What this task involves | What is the number of lines in the data that contain "unwrap"? Nothing besides that number, please.
+===+
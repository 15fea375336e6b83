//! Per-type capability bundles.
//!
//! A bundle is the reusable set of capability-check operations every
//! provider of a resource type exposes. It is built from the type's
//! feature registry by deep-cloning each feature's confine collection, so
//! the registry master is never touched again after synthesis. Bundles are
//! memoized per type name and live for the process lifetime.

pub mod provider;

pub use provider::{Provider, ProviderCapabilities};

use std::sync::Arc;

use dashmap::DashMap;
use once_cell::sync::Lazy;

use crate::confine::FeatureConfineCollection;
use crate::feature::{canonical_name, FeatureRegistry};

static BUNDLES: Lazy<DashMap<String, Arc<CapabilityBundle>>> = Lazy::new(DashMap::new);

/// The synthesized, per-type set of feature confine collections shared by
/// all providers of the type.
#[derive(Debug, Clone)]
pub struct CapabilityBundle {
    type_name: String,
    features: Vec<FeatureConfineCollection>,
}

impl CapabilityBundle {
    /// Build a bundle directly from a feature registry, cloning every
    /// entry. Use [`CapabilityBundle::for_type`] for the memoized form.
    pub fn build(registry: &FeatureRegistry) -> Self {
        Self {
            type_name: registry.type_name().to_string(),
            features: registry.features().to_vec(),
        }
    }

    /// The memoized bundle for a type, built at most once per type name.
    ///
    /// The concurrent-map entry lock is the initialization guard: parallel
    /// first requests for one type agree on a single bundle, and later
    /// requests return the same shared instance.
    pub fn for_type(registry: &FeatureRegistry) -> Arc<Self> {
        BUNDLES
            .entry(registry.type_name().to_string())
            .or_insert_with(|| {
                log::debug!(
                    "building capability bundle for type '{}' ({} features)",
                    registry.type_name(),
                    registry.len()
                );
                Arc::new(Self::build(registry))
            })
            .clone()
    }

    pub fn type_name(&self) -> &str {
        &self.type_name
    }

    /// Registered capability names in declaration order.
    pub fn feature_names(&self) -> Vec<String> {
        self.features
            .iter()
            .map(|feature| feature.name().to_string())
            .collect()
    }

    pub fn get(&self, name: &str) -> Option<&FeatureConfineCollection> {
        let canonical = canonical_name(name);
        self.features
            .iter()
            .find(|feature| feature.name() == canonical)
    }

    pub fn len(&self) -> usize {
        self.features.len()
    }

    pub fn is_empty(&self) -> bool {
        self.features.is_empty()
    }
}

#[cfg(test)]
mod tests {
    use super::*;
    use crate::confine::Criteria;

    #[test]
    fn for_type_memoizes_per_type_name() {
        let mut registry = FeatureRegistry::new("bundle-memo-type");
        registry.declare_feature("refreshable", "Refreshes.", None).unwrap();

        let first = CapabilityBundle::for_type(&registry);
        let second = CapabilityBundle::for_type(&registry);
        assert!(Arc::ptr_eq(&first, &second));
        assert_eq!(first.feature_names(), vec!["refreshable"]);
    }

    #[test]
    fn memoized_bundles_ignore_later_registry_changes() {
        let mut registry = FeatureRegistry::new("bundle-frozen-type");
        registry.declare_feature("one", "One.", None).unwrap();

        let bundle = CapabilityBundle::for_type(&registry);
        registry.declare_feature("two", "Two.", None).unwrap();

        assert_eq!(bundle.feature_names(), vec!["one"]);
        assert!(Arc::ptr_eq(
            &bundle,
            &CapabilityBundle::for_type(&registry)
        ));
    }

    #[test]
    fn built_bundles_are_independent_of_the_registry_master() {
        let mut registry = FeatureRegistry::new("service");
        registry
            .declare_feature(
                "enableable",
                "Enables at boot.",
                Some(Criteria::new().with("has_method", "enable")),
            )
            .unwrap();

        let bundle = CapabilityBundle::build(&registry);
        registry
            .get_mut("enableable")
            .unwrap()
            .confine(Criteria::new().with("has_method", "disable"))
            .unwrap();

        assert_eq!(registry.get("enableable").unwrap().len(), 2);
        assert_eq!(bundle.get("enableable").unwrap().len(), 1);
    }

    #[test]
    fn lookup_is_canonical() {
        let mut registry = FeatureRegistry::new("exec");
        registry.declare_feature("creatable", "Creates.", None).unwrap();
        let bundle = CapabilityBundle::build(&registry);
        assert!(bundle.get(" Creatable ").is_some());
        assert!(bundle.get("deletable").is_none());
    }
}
+===+
Problem solution | 9